As shown in fig. 4, after the driving assistance method is started, in step S10, it is determined whether a blind area exists in the road ahead of the vehicle 1. Specifically, map information stored in advance is acquired from the storage device 20, and the full road shape of the road ahead of the vehicle 1 is determined based on the map information. At the same time, sensor data is acquired from the external sensors 12 and the road conditions around the vehicle 1, in particular in front, are determined on the basis of the sensor data. By comparing the two, it is possible to judge whether or not a blind area exists in the road ahead of the vehicle 1. Further, the starting boundary of the blind area on the vehicle 1 side is determined based on the determined road condition around, particularly in front of, the vehicle 1.

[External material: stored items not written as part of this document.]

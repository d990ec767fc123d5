//! Lazy enumeration of hint permutations.
//!
//! A permutation picks exactly one hint from every resource's list. For
//! lists of sizes `n1..nk` there are `n1 × … × nk` of them. They are
//! produced one at a time, odometer style: the first list is the
//! outermost loop, the last list the innermost, each walked in list order.
//! Only the cursor (one index per list) is kept between steps.

use std::iter::FusedIterator;

use numalign_core::TopologyHint;

/// Iterator over every permutation of `lists`.
///
/// With no lists at all a single empty permutation is produced. If any
/// list is empty, nothing is produced.
#[derive(Debug, Clone)]
pub struct Permutations<'a> {
    lists: &'a [Vec<TopologyHint>],
    cursor: Vec<usize>,
    done: bool,
}

impl<'a> Permutations<'a> {
    pub fn new(lists: &'a [Vec<TopologyHint>]) -> Self {
        Self {
            lists,
            cursor: vec![0; lists.len()],
            done: lists.iter().any(Vec::is_empty),
        }
    }

    /// Number of permutations the full enumeration yields.
    pub fn total(lists: &[Vec<TopologyHint>]) -> usize {
        lists
            .iter()
            .fold(1usize, |acc, list| acc.saturating_mul(list.len()))
    }

    fn advance(&mut self) {
        for i in (0..self.lists.len()).rev() {
            self.cursor[i] += 1;
            if self.cursor[i] < self.lists[i].len() {
                return;
            }
            self.cursor[i] = 0;
        }
        // Every position wrapped around.
        self.done = true;
    }
}

impl Iterator for Permutations<'_> {
    type Item = Vec<TopologyHint>;

    fn next(&mut self) -> Option<Self::Item> {
        if self.done {
            return None;
        }
        let permutation = self
            .lists
            .iter()
            .zip(&self.cursor)
            .map(|(list, &j)| list[j])
            .collect();
        self.advance();
        Some(permutation)
    }
}

impl FusedIterator for Permutations<'_> {}

#[cfg(test)]
mod tests {
    use numalign_core::AffinityMask;

    use super::*;

    fn hint(node: usize) -> TopologyHint {
        TopologyHint::new(AffinityMask::single(node).unwrap(), true)
    }

    #[test]
    fn no_lists_yields_one_empty_permutation() {
        let lists: Vec<Vec<TopologyHint>> = Vec::new();
        let all: Vec<_> = Permutations::new(&lists).collect();
        assert_eq!(all, vec![Vec::<TopologyHint>::new()]);
        assert_eq!(Permutations::total(&lists), 1);
    }

    #[test]
    fn empty_list_yields_nothing() {
        let lists = vec![vec![hint(0)], vec![]];
        assert_eq!(Permutations::new(&lists).count(), 0);
        assert_eq!(Permutations::total(&lists), 0);
    }

    #[test]
    fn first_list_is_outermost() {
        let lists = vec![vec![hint(0), hint(1)], vec![hint(2), hint(3), hint(4)]];
        let all: Vec<_> = Permutations::new(&lists).collect();

        assert_eq!(all.len(), 6);
        assert_eq!(Permutations::total(&lists), 6);
        assert_eq!(all[0], vec![hint(0), hint(2)]);
        assert_eq!(all[1], vec![hint(0), hint(3)]);
        assert_eq!(all[2], vec![hint(0), hint(4)]);
        assert_eq!(all[3], vec![hint(1), hint(2)]);
        assert_eq!(all[5], vec![hint(1), hint(4)]);
    }

    #[test]
    fn stays_exhausted() {
        let lists = vec![vec![hint(0)]];
        let mut perms = Permutations::new(&lists);
        assert_eq!(perms.next(), Some(vec![hint(0)]));
        assert_eq!(perms.next(), None);
        assert_eq!(perms.next(), None);
    }
}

When it is determined that there is a blind area in the road ahead of the vehicle 1, the method proceeds to step S20, in which a virtual moving body (e.g., the rider 2 in fig. 3) is assumed in the blind area, and the traveling state of the virtual moving body is set. Specifically, the traveling state of the virtual moving body is set to be located at the start boundary of the blind area at the present time, and to move toward the direction of the vehicle 1 at the historical average traffic speed of the road segment where the blind area is located. Taking the rider 2 in fig. 3 as an example, it may be assumed that the rider 2 is located at the start boundary B1 of the blind area B at the present time, and travels toward the intersection C at the historical average traffic speed V of the segment L2-1 of the road L2 on which the blind area B is located. In this step, the historical average traffic speed of the road section where the blind area is located is acquired from an external device, such as a remote server. The historical average traffic speed may be a historical average traffic speed for a current time period of the day (e.g., the current time is 8:10 am, which may be 8:00 am-8:30 am).

After step S20, the method proceeds to step S30. In step S30, it is predicted whether the vehicle 1 will collide with a vehicle that has exited from the blind area. Specifically, this step is implemented by determining whether the vehicle 1 will collide with the virtual moving body. More specifically, based on the traveling state of the vehicle 1 and the traveling state of the virtual moving body, the time to collision TTC of both can be calculated. Then, it is possible to determine whether the vehicle 1 will collide with the virtual moving body by comparing the time to collision TTC with a predetermined time threshold.

When the time to collision TTC is less than the predetermined time threshold, it is predicted that the vehicle 1 will collide with the vehicle that exits from the blind area. In this case, the method proceeds to step S40, and in step S40, a collision risk level is determined. The collision risk level may be determined by setting a plurality of time thresholds according to the magnitude relationship between the time to collision TTC and each of the plurality of time thresholds.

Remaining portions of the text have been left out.